A Holy Zeal


Titus 2:14 “Jesus Christ, Who gave himself for us to redeem us from all lawlessness and to purify for himself a people for his own possession who are zealous for good works.” 

What fires you up? What is it that you are passionate about?  I love to fish and hunt.  It’s something I am eager to talk about with anyone who will listen.  More than that, it’s something I don’t want to just talk about.  It’s something I want to do.  Maybe you’re the same way – or it’s some other hobby or cause for which you are passionate.  There’s a word for that passion. It’s the word “zeal.”  It means “to have an eagerness and ardent interest in pursuit of somethingfervor.” 

Zeal can be directed at things like hunting and fishing, that are simply hobbies, or it can be directed at things that have a moral consequence.  A person can be passionate about another person.  When that person is his or her own spouse, it can be a good thing, motivating one to pursue what is best for the one they love.  However, when that person is another person’s spouse, it can be a very evil thing. 

At the time of Noah, we are told that the people of that day were zealous for evil. In Genesis 6:5 we are told that “The Lord saw that the wickedness of man was great in the earth, and that every intention of the thoughts of his heart was only evil continually.”  But then this sobering statement from Jesus: “For as were the days of Noah, so will be the coming of the Son of Man (Matthew 24:37).”  Here Jesus is speaking about the future. In fact, He’s referring to our future, for the coming of the Son of Man hasn’t occurred yet.  But while this will indeed be the case in the end times, it’s not what Jesus desires for us. 

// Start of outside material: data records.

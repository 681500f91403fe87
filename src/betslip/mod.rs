//! Betslip aggregation and confirmation
//!
//! # Lifecycle
//!
//! ```text
//! Empty ──add──▶ HasSelections ──▶ Valid | Invalid
//!                                     │
//!                                 confirm()
//!                                     ▼
//!                                Confirming ──▶ Settled | Cancelled
//! ```
//!
//! [`BetSlip`] is a plain value with reducer-style operations. [`BetSlipManager`]
//! wraps one slip per session and adds the confirmation step, which talks to a
//! [`crate::common::traits::FundsGateway`].

mod manager;
mod slip;
mod types;

pub use manager::BetSlipManager;
pub use slip::{is_duplicate_against_existing, BetSlip};
pub use types::{
    Confirmation, ConfirmationContext, ExistingBets, Selection, SelectionKey, Settlement,
    SlipPhase,
};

In the verse above we are told that the reason that Jesus died for us was to “redeem us from all lawlessness,” such as the lawlessness that was so prevalent in Noah’s day, “and to purify for Himself a people for his own possession who are zealous for good works.”  There’s that word “zeal.”  God’s will for us is that we be zealous “for good works.”  In other words, a mark of a person that has been saved by the power of Christ will be an eagerness to obey the Lord.  Because he or she is passionate with a fervent love for their Lord, they will be passionate to live a life that pleases Him. When opportunities come to serve the Lord in ways for which He has gifted them, they will be fired up about it. They won’t be reluctant. They won’t serve Him just out of a sense of duty. They won’t grudgingly do what they think is the right thing. They will be zealous to do it! 

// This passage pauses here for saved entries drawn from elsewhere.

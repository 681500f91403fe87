//! Configuration loader

use config::{Config, Environment, File};
use std::path::Path;
use std::str::FromStr;

use super::types::EngineConfig;
use crate::common::errors::{EngineError, Result};
use crate::common::types::OddsFormat;
use crate::odds::movement::DropThreshold;

/// Load configuration from file and environment variables
///
/// Priority (highest to lowest):
/// 1. Environment variables (prefixed with APP__, e.g. `APP__MOVEMENT__DEFAULT_THRESHOLD=30`)
/// 2. Configuration file (TOML format)
/// 3. Default values
pub fn load_config(config_path: Option<&str>) -> Result<EngineConfig> {
    let mut builder = Config::builder();

    if let Some(path) = config_path {
        if Path::new(path).exists() {
            builder = builder.add_source(File::with_name(path).required(false));
        }
    }

    builder = builder.add_source(
        Environment::with_prefix("APP")
            .prefix_separator("__")
            .separator("__")
            .try_parsing(true),
    );

    let config = builder
        .build()
        .map_err(|e| EngineError::Configuration(e.to_string()))?;

    let config: EngineConfig = config
        .try_deserialize()
        .map_err(|e| EngineError::Configuration(e.to_string()))?;

    validate(&config)?;
    Ok(config)
}

/// Load configuration from plain environment variables only
pub fn load_from_env() -> Result<EngineConfig> {
    // Try to load from .env file
    dotenvy::dotenv().ok();

    let mut config = EngineConfig::default();

    if let Ok(format) = std::env::var("ODDS_DISPLAY_FORMAT") {
        config.odds.display_format = OddsFormat::from_str(&format)?;
    }
    if let Ok(threshold) = std::env::var("ODDS_DROP_THRESHOLD") {
        let percent = threshold.trim().parse().map_err(|e| {
            EngineError::Configuration(format!("invalid ODDS_DROP_THRESHOLD: {}", e))
        })?;
        config.movement.default_threshold = DropThreshold::new(percent);
    }
    if let Ok(level) = std::env::var("ODDS_LOG_LEVEL") {
        config.settings.log_level = level;
    }

    validate(&config)?;
    Ok(config)
}

fn validate(config: &EngineConfig) -> Result<()> {
    if config.movement.threshold_presets.is_empty() {
        return Err(EngineError::Configuration(
            "at least one drop threshold preset is required".to_string(),
        ));
    }
    if config.arbitrage.default_total_stake <= rust_decimal::Decimal::ZERO {
        return Err(EngineError::Configuration(
            "default arbitrage stake must be positive".to_string(),
        ));
    }
    if config.feed.page_size == 0 {
        return Err(EngineError::Configuration(
            "page size must be positive".to_string(),
        ));
    }
    Ok(())
}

Jesus demonstrated this attitude right after He shared the gospel with the Samaritan woman at the well in John 4.  It was while his disciples had left to go and buy food that this encounter occurred.  In that precious moment Jesus spoke to her of her sin and how to be free from it.  He told her about the living water that He alone could give, and that those who drank that water would never thirst again.  This water that He spoke of was spiritual water, a metaphor for eternal life.  After this encounter, the woman was so fired up that she couldn’t stop talking about it to her friends and neighbors.  We are told that “Many Samaritans from that town believed in him because of the woman’s testimony.”  The zeal of Christ became her zeal.   

It was after this encounter that the disciples returned to Jesus with food. They knew that Jesus, like them, had been not only thirsty, but hungry as well.  And so we are told that “Meanwhile the disciples were urging Him, saying, ‘Rabbi, eat.’ But He said to them, ‘I have food to eat that you do not know about.’ So the disciples said to one another, ‘Has anyone brought him something to eat?’ Jesus said to them, ‘My food is to do the will of Him who sent Me and to accomplish His work. Do you not say, ‘There are yet four months, then comes the harvest’? Look, I tell you, lift up your eyes, and see that the fields are white for harvest. Already the one who reaps is receiving wages and gathering fruit for eternal life, so that sower and reaper may rejoice together.’” In other words, Jesus took this occasion to teach His disciples that it wasn’t food for which He was most hungry, but “to do the will of Him Who sent me.” And what was that will?  It was, “to seek and to save that which was lost” (Luke 19:10). That’s why it was always the kingdom of God that Jesus was talking about. That’s why He was always loving people and thereby opening their hearts to hear the gospel. That’s why He endured the cross “for the joy that was set before Him” (Hebrews 12:1). For you see, it was obedience to God’s will that was His passion. To speak of the gospel and to walk in the way of obedience was that for which He was zealous above all else. It thrilled His heart.  And that’s exactly the zeal that He wants for each and every one of us.  It should truly mark us if we have been “redeemed from all lawlessness” and given a pure heart with the desires that are the desires of our God.

So, does that describe you?  Do you have a zeal like this?  If you know Jesus and truly love Him it is this zeal, the same zeal that drove that Samaritan woman to tell everyone she knew about the Jesus who had saved her, that should characterize your life and mine.  And we should encourage one another in this holy zeal of God.  As Paul told his protégé Timothy “I remind you to fan into flame the gift of God, which is in you,” for that’s the kind of flame that burned in the heart of Christ and that’s the kind of flame that should mark the followers that He died on the cross to redeem.